L’ensemble de ces textes tranchent nettement face aux interprétations mystiques des soufis par exemple. Les interprétations se rapportent le plus souvent à la vie quotidienne, au mariage et aux enfants, aux rapports avec les puissants... Est-ce à dire qu’ils n’auraient à occuper qu’une place marginale ou suspecte dans la cité musulmane
? La réponse est ici négative. Les onirocrites ont toujours su se prévaloir de sources scripturaires et occuper leur place dans l’espace social de l’Islam sunnite. Les rêves de ses compagnons de geôle interprétés par Joseph (Coran XII 36 sq) n’avaient-ils pas un contenu simplement profane
? Le prophète Muhammad n’a-t-il pas accepté d’interpréter des rêves de portée pratique, concernant une épidémie par exemple
?

Plus profondément : est-il possible d’isoler dans la vie personnelle du croyant ce qui relève de la piété pure, d’une sphère de vie uniquement profane
? Tous ces recueils contiennent du reste de nombreuses exégèses de portée morale ou religieuse, dès lors que le rêveur a vu des personnes (prophètes, Compagnons, saints) ou des symboles (rituels, lieux sacrés...) chargés en ce sens durant son sommeil.

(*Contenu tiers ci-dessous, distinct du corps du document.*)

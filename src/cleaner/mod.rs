pub mod purger;

pub use purger::{cleanup_files, CleanupFailure, CleanupReport};
use colored::*;

use crate::cleaner::CleanupReport;
use crate::common::format::{self, format_count, format_path};
use crate::job::JobReport;
use crate::merger::ProcessReport;

/// Print the full run report in human-readable format
pub fn print_job_report(report: &JobReport) {
    print_process_report(&report.process);

    match report.cleanup {
        Some(ref cleanup) => print_cleanup_report(cleanup),
        None => println!(
            "  {} Cleanup skipped, archives and extracted CSVs kept",
            "ℹ".blue()
        ),
    }

    println!();
    println!(
        "  {} Process completed successfully in {}",
        "✓".green(),
        format::format_duration(report.duration_secs).cyan()
    );
    println!();
}

/// Print the extraction and merge summary
pub fn print_process_report(report: &ProcessReport) {
    format::print_header("zipmerge");
    format::print_kv("Directory", &format_path(&report.directory));
    println!();

    match report.output {
        Some(ref output) => {
            println!(
                "  {} Created merged CSV at {} ({}, {})",
                "✓".green(),
                format_path(output).cyan(),
                format_count(report.merge_inputs.len(), "input"),
                format::format_size(report.bytes_written)
            );
            if !report.header_written {
                println!(
                    "  {} First input was empty, merged file has no header row",
                    "⚠".yellow()
                );
            }
        }
        None => {
            println!(
                "  {} No CSV files found, nothing to merge",
                "ℹ".blue()
            );
        }
    }

    for archive in &report.overwritten_entries {
        println!(
            "  {} Entry in {} has the merged file's name, it was overwritten and not merged",
            "⚠".yellow(),
            format_path(archive).yellow()
        );
    }

    println!(
        "  {} Processed {} and {}",
        "→".dimmed(),
        format_count(report.archives.len(), "zip file"),
        format_count(report.merge_inputs.len(), "CSV file")
    );
}

/// Print the cleanup tally and each failure
pub fn print_cleanup_report(report: &CleanupReport) {
    println!(
        "  {} Removed {} during cleanup",
        "🧹",
        format_count(report.removed_count(), "file")
    );

    if !report.failures.is_empty() {
        println!(
            "  {} {}",
            "⚠".yellow(),
            format!("{} could not be removed:", format_count(report.failures.len(), "file"))
                .yellow()
        );
        for failure in &report.failures {
            println!(
                "    {} Error removing {}: {}",
                "→".dimmed(),
                format_path(&failure.path),
                failure.reason.dimmed()
            );
        }
    }
}

/// Print the run report as pretty JSON
pub fn print_job_json(report: &JobReport) -> anyhow::Result<()> {
    println!("{}", serde_json::to_string_pretty(report)?);
    Ok(())
}

/// One line: archives, CSVs merged, files removed, output path
pub fn print_job_quiet(report: &JobReport) {
    let removed = report
        .cleanup
        .as_ref()
        .map(|c| c.removed_count())
        .unwrap_or(0);
    let output = report
        .process
        .output
        .as_ref()
        .map(|p| p.display().to_string())
        .unwrap_or_else(|| "none".to_string());

    println!(
        "{}  {}  {}  {}",
        report.process.archives.len(),
        report.process.merge_inputs.len(),
        removed,
        output
    );
}
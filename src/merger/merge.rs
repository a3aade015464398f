use serde::Serialize;
use std::fs;
use std::io::{BufWriter, Write};
use std::path::{Path, PathBuf};
use tracing::debug;

use crate::common::config::LineTerminator;
use crate::common::errors::MergeError;

/// Result of concatenating the merge inputs
#[derive(Debug, Clone, Serialize)]
pub struct MergeReport {
    pub output: PathBuf,
    pub inputs: Vec<PathBuf>,
    pub bytes_written: u64,
    /// False when the first input was empty
    pub header_written: bool,
}

/// Concatenate `inputs`, in the order given, into `output`.
///
/// The first input is copied byte for byte, header row included. Every
/// later input is copied from the end of its first record onwards, so its
/// header is dropped and everything else (quoting, line endings, blank
/// lines) passes through untouched. When an input does not end in a
/// newline, `separator` is written before the next input's rows.
/// The output is truncated if it exists.
pub fn merge_csv_files(
    inputs: &[PathBuf],
    output: &Path,
    separator: LineTerminator,
) -> Result<MergeReport, MergeError> {
    let file = fs::File::create(output).map_err(|e| MergeError::io(output, e))?;
    let mut writer = BufWriter::new(file);

    let mut bytes_written = 0u64;
    let mut header_written = false;
    let mut at_line_start = true;

    for (index, input) in inputs.iter().enumerate() {
        let contents = fs::read(input).map_err(|e| MergeError::io(input, e))?;
        let start = if index == 0 {
            0
        } else {
            header_end(input, &contents)?
        };
        let body = &contents[start..];

        debug!(input = %input.display(), bytes = body.len(), "Appending CSV");
        if body.is_empty() {
            continue;
        }

        if !at_line_start {
            let sep = separator.as_bytes();
            writer.write_all(sep).map_err(|e| MergeError::io(output, e))?;
            bytes_written += sep.len() as u64;
        }

        writer.write_all(body).map_err(|e| MergeError::io(output, e))?;
        bytes_written += body.len() as u64;
        at_line_start = body.ends_with(b"\n");

        if index == 0 {
            header_written = true;
        }
    }

    writer.flush().map_err(|e| MergeError::io(output, e))?;

    Ok(MergeReport {
        output: output.to_path_buf(),
        inputs: inputs.to_vec(),
        bytes_written,
        header_written,
    })
}

/// Byte offset just past the first record of `contents`.
///
/// The csv reader finds the record end, so a quoted header spanning several
/// lines is skipped whole. Returns `contents.len()` when there is no record.
fn header_end(input: &Path, contents: &[u8]) -> Result<usize, MergeError> {
    let mut reader = csv::ReaderBuilder::new()
        .has_headers(false)
        .flexible(true)
        .from_reader(contents);

    let mut header = csv::ByteRecord::new();
    let found = reader
        .read_byte_record(&mut header)
        .map_err(|e| MergeError::csv(input, e))?;
    if !found {
        return Ok(contents.len());
    }

    let mut end = (reader.position().byte() as usize).min(contents.len());

    // The '\n' of a CRLF terminator may not have been consumed yet
    if end > 0 && contents[end - 1] == b'\r' && contents.get(end) == Some(&b'\n') {
        end += 1;
    }

    Ok(end)
}
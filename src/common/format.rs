use colored::*;

/// Format bytes into human-readable size string
pub fn format_size(bytes: u64) -> String {
    const KB: u64 = 1024;
    const MB: u64 = KB * 1024;
    const GB: u64 = MB * 1024;

    if bytes >= GB {
        format!("{:.2} GB", bytes as f64 / GB as f64)
    } else if bytes >= MB {
        format!("{:.2} MB", bytes as f64 / MB as f64)
    } else if bytes >= KB {
        format!("{:.1} KB", bytes as f64 / KB as f64)
    } else {
        format!("{} B", bytes)
    }
}

/// Format a count with its noun, pluralized with a trailing "s"
pub fn format_count(count: usize, noun: &str) -> String {
    if count == 1 {
        format!("1 {}", noun)
    } else {
        format!("{} {}s", count, noun)
    }
}

/// Format a path for display, replacing home directory with ~
pub fn format_path(path: &std::path::Path) -> String {
    if let Some(home) = dirs::home_dir() {
        if let Ok(stripped) = path.strip_prefix(&home) {
            return format!("~/{}", stripped.display());
        }
    }
    path.display().to_string()
}

/// Format duration in human-readable form
pub fn format_duration(secs: f64) -> String {
    if secs < 1.0 {
        format!("{:.0}ms", secs * 1000.0)
    } else if secs < 60.0 {
        format!("{:.1}s", secs)
    } else {
        let mins = (secs / 60.0).floor() as u64;
        let remaining = secs - (mins as f64 * 60.0);
        format!("{}m {:.0}s", mins, remaining)
    }
}

/// Print a section header
pub fn print_header(title: &str) {
    println!();
    println!("{}", title.bold().underline());
    println!();
}

/// Print a key-value pair
pub fn print_kv(key: &str, value: &str) {
    println!("  {}: {}", key.dimmed(), value);
}

/// Truncate a string to max length with ellipsis
pub fn truncate(s: &str, max_len: usize) -> String {
    if s.chars().count() <= max_len {
        s.to_string()
    } else if max_len <= 3 {
        ".".repeat(max_len)
    } else {
        let kept: String = s.chars().take(max_len - 3).collect();
        format!("{}...", kept)
    }
}
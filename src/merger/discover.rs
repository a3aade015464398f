use std::path::{Path, PathBuf};
use walkdir::WalkDir;

use crate::common::config::Config;
use crate::common::errors::MergeError;

/// List regular files directly inside `dir` whose file name satisfies
/// `keep`, sorted lexicographically by file name. Subdirectories are not
/// descended into.
pub fn list_files_matching<F>(dir: &Path, keep: F) -> Result<Vec<PathBuf>, MergeError>
where
    F: Fn(&str) -> bool,
{
    let walker = WalkDir::new(dir)
        .min_depth(1)
        .max_depth(1)
        .follow_links(false)
        .sort_by_file_name();

    let mut files = Vec::new();
    for entry in walker {
        let entry = entry.map_err(|e| walk_error(dir, e))?;

        // Symlinks count when they point at a regular file
        if !entry.path().is_file() {
            continue;
        }

        let matches = keep(&entry.file_name().to_string_lossy());
        if matches {
            files.push(entry.into_path());
        }
    }

    Ok(files)
}

/// Archives to extract, in processing order
pub fn list_archives(dir: &Path, config: &Config) -> Result<Vec<PathBuf>, MergeError> {
    list_files_matching(dir, |name| config.is_archive_name(name))
}

/// The merge-input set: every CSV directly in `dir` except the merged
/// output itself, so a previous run's result is never merged into itself.
pub fn list_merge_inputs(dir: &Path, config: &Config) -> Result<Vec<PathBuf>, MergeError> {
    list_files_matching(dir, |name| {
        config.is_csv_name(name) && name != config.output_name
    })
}

fn walk_error(dir: &Path, err: walkdir::Error) -> MergeError {
    let path = err
        .path()
        .map(Path::to_path_buf)
        .unwrap_or_else(|| dir.to_path_buf());
    let source = err
        .into_io_error()
        .unwrap_or_else(|| std::io::Error::other("directory walk failed"));
    MergeError::io(path, source)
}
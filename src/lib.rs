//! # zipmerge
//!
//! Consolidate periodic data-export archives into one flat CSV.
//!
//! zipmerge extracts the CSV files bundled in the zip archives of a
//! directory, concatenates every CSV found there into `merged_data.csv`
//! (keeping the first file's header only), then removes the archives and
//! the extracted CSVs:
//!
//! - **Deterministic order**: archives and merge inputs are processed in
//!   lexicographic file-name order
//! - **Re-runnable**: the merged output is never treated as an input and is
//!   never deleted
//! - **Best-effort cleanup**: a file that cannot be removed is reported and
//!   the rest are still removed

pub mod cleaner;
pub mod cli;
pub mod common;
pub mod job;
pub mod merger;

pub use job::{run_job, JobReport};
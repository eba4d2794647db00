// SPDX-FileCopyrightText: 2025-2026 Zexin Yuan <aim@yzx9.xyz>
//
// SPDX-License-Identifier: Apache-2.0

//! Property parameters as defined in RFC 5545 Section 3.2.
//!
//! Parameters are kept as an ordered list of name/value pairs: insertion
//! order is significant for round-tripping, and RFC 5545 does not require
//! names to be unique within a property. The `VALUE` and `TZID` names are
//! the ones this crate interprets; everything else is carried verbatim.

use std::fmt;

/// A single property parameter.
///
/// Parameter names are case-insensitive on input and canonicalized to
/// uppercase on construction; values are kept exactly as given.
#[derive(Debug, Clone, PartialEq, Eq, Hash)]
pub struct Parameter {
    name: String,
    value: String,
}

impl Parameter {
    /// Create a parameter, canonicalizing the name to uppercase.
    #[must_use]
    pub fn new(name: impl Into<String>, value: impl Into<String>) -> Self {
        let mut name = name.into();
        name.make_ascii_uppercase();
        Self {
            name,
            value: value.into(),
        }
    }

    /// The canonical (uppercase) parameter name.
    #[must_use]
    pub fn name(&self) -> &str {
        &self.name
    }

    /// The parameter value, exactly as given.
    #[must_use]
    pub fn value(&self) -> &str {
        &self.value
    }
}

impl fmt::Display for Parameter {
    fn fmt(&self, f: &mut fmt::Formatter<'_>) -> fmt::Result {
        write!(f, "{}={}", self.name, self.value)
    }
}

/// Find the first parameter with the given canonical name.
#[must_use]
pub fn first<'a>(parameters: &'a [Parameter], name: &str) -> Option<&'a Parameter> {
    parameters.iter().find(|p| p.name() == name)
}

/// Count the parameters with the given canonical name.
#[must_use]
pub fn count(parameters: &[Parameter], name: &str) -> usize {
    parameters.iter().filter(|p| p.name() == name).count()
}

#[cfg(test)]
mod tests {
    use super::*;

    #[test]
    fn canonicalizes_name_to_uppercase() {
        let param = Parameter::new("tzid", "America/New_York");
        assert_eq!(param.name(), "TZID");
        assert_eq!(param.value(), "America/New_York");
    }

    #[test]
    fn keeps_value_verbatim() {
        let param = Parameter::new("X-CASE", "MixedCase");
        assert_eq!(param.value(), "MixedCase");
    }

    #[test]
    fn first_respects_insertion_order() {
        let params = vec![
            Parameter::new("VALUE", "DATE"),
            Parameter::new("VALUE", "DATE-TIME"),
        ];
        assert_eq!(first(&params, "VALUE").unwrap().value(), "DATE");
        assert_eq!(count(&params, "VALUE"), 2);
        assert_eq!(count(&params, "TZID"), 0);
    }

    #[test]
    fn displays_as_name_value_pair() {
        let param = Parameter::new("value", "DATE");
        assert_eq!(param.to_string(), "VALUE=DATE");
    }
}
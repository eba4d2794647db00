// SPDX-FileCopyrightText: 2025-2026 Zexin Yuan <aim@yzx9.xyz>
//
// SPDX-License-Identifier: Apache-2.0

//! TEXT value escaping as defined in RFC 5545 Section 3.3.11.
//!
//! Four two-character sequences are significant: `\\`, `\;`, `\,`, and
//! `\n` / `\N`. Any other backslash sequence passes through unchanged in
//! both directions, so unescaping is safe to apply exactly once to raw
//! content-line text.

use std::borrow::Cow;

/// Decode backslash escape sequences in a raw TEXT value.
///
/// Borrows the input when it contains no backslash at all.
#[must_use]
pub fn unescape(text: &str) -> Cow<'_, str> {
    if !text.contains('\\') {
        return Cow::Borrowed(text);
    }

    let mut out = String::with_capacity(text.len());
    let mut chars = text.chars();
    while let Some(c) = chars.next() {
        if c != '\\' {
            out.push(c);
            continue;
        }
        match chars.next() {
            Some('\\') => out.push('\\'),
            Some(';') => out.push(';'),
            Some(',') => out.push(','),
            Some('n' | 'N') => out.push('\n'),
            // unknown sequences pass through unchanged
            Some(other) => {
                out.push('\\');
                out.push(other);
            }
            None => out.push('\\'),
        }
    }
    Cow::Owned(out)
}

/// Encode the characters that require escaping in a TEXT value.
///
/// Borrows the input when nothing needs escaping.
#[must_use]
pub fn escape(text: &str) -> Cow<'_, str> {
    if !text.contains(['\\', ';', ',', '\n']) {
        return Cow::Borrowed(text);
    }

    let mut out = String::with_capacity(text.len() + 4);
    for c in text.chars() {
        match c {
            '\\' => out.push_str("\\\\"),
            ';' => out.push_str("\\;"),
            ',' => out.push_str("\\,"),
            '\n' => out.push_str("\\n"),
            other => out.push(other),
        }
    }
    Cow::Owned(out)
}

#[cfg(test)]
mod tests {
    use super::*;

    #[test]
    fn unescapes_the_four_sequences() {
        assert_eq!(unescape(r"a\\b\;c\,d\ne"), "a\\b;c,d\ne");
        assert_eq!(unescape(r"upper\Ncase"), "upper\ncase");
    }

    #[test]
    fn passes_unknown_sequences_through() {
        assert_eq!(unescape(r"a\xb"), r"a\xb");
        assert_eq!(unescape("trailing\\"), "trailing\\");
    }

    #[test]
    fn borrows_when_nothing_to_do() {
        assert!(matches!(unescape("plain text"), Cow::Borrowed(_)));
        assert!(matches!(escape("plain text"), Cow::Borrowed(_)));
    }

    #[test]
    fn escape_then_unescape_round_trips() {
        let literal = "back\\slash; semi, comma\nnewline";
        assert_eq!(unescape(&escape(literal)), literal);
    }
}
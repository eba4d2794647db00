// SPDX-FileCopyrightText: 2025-2026 Zexin Yuan <aim@yzx9.xyz>
//
// SPDX-License-Identifier: Apache-2.0

//! Construct strongly-typed iCalendar properties from raw attribute triples.
//!
//! The entry point is [`PropertyBuilder`]: feed it a property name, a raw
//! value string, and an ordered parameter list (as produced by a content-line
//! tokenizer), and it dispatches over a caller-supplied factory sequence to
//! produce a typed [`Property`]. Date and date-time properties bind their
//! value through a [`TimezoneRegistry`] and can be checked for
//! cross-parameter consistency with [`DateProperty::validate`].
//!
//! Line folding, content-line tokenization, and the component container
//! model (events, to-dos) are out of scope; this crate starts where the
//! tokenizer ends.

#![warn(
    trivial_casts,
    trivial_numeric_casts,
    missing_copy_implementations,
    missing_debug_implementations,
    missing_docs,
    unsafe_code,
    unstable_features,
    unused_import_braces,
    unused_qualifications,
    clippy::dbg_macro,
    clippy::indexing_slicing,
    clippy::pedantic
)]
// Allow certain clippy lints that are too restrictive for this crate
#![allow(clippy::single_match_else, clippy::match_bool)]

pub mod builder;
pub mod factory;
pub mod keyword;
pub mod parameter;
pub mod property;
pub mod timezone;
pub mod value;

pub use crate::builder::{BuildError, PropertyBuilder};
pub use crate::factory::{
    DatePropertyFactory, PropertyFactory, TextPropertyFactory, default_factories,
};
pub use crate::parameter::Parameter;
pub use crate::property::{
    Capability, DateProperty, ExtensionProperty, Property, TemporalError, TextProperty,
    ValidationError,
};
pub use crate::timezone::{IanaTimezoneRegistry, ResolveError, TimezoneRegistry};
pub use crate::value::{TemporalFormatError, TemporalValue, escape, unescape};
// SPDX-FileCopyrightText: 2025-2026 Zexin Yuan <aim@yzx9.xyz>
//
// SPDX-License-Identifier: Apache-2.0

//! Keywords defined in iCalendar RFC 5545.

#![allow(missing_docs)]

// Section 3.2 - Property Parameters
pub const KW_TZID: &str = "TZID";
pub const KW_VALUE: &str = "VALUE";

// Section 3.3 - Property Value Data Types
pub const KW_DATE: &str = "DATE";
pub const KW_DATETIME: &str = "DATE-TIME";

// Section 3.8.1 - Descriptive Component Properties
pub const KW_CATEGORIES: &str = "CATEGORIES";
pub const KW_COMMENT: &str = "COMMENT";
pub const KW_DESCRIPTION: &str = "DESCRIPTION";
pub const KW_LOCATION: &str = "LOCATION";
pub const KW_RESOURCES: &str = "RESOURCES";
pub const KW_SUMMARY: &str = "SUMMARY";

// Section 3.8.2 - Date and Time Component Properties
pub const KW_DTSTART: &str = "DTSTART";
pub const KW_DTEND: &str = "DTEND";
pub const KW_DUE: &str = "DUE";
pub const KW_COMPLETED: &str = "COMPLETED";

// Section 3.8.3 - Time Zone Component Properties
pub const KW_TZNAME: &str = "TZNAME";

// Section 3.8.4 - Relationship Component Properties
pub const KW_CONTACT: &str = "CONTACT";
pub const KW_RECURRENCE_ID: &str = "RECURRENCE-ID";
pub const KW_UID: &str = "UID";
pub const KW_URL: &str = "URL";

// Section 3.8.7 - Change Management Component Properties
pub const KW_CREATED: &str = "CREATED";
pub const KW_DTSTAMP: &str = "DTSTAMP";
pub const KW_LAST_MODIFIED: &str = "LAST-MODIFIED";

// Section 3.7 - Calendar Properties
pub const KW_METHOD: &str = "METHOD";
pub const KW_PRODID: &str = "PRODID";
pub const KW_VERSION: &str = "VERSION";

/// Reserved prefix for experimental (vendor extension) names, per RFC 5545
/// Section 3.8.8.2. Names are compared after uppercase canonicalization, so
/// the lowercase form never appears here.
pub const KW_X_PREFIX: &str = "X-";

La démarche interprétative des onirocrites

Quelques mots sur la démarche interprétative des onirocrites musulmans. Les symboles oniriques étant selon eux issus de la Table Gardée, donc homogènes entre eux et non arbitraires, il devait être possible de les répertorier, de fonder un savoir et une démarche herméneutique. Une première attitude aura été de chercher tout ce qui, dans la Tradition scripturaire ou dans l’usage des premiers Compagnons et Suivants, permettait de fournir des bases à la translation de sens : ainsi le lait renvoyant à la science, comme nous l’avons vu à propos du hadîth cité plus haut. Les données scripturaires constitueraient des bases (usûl) pour les développements (furû') de l’onirocritique, qui se construirait ainsi un peu à la manière du droit.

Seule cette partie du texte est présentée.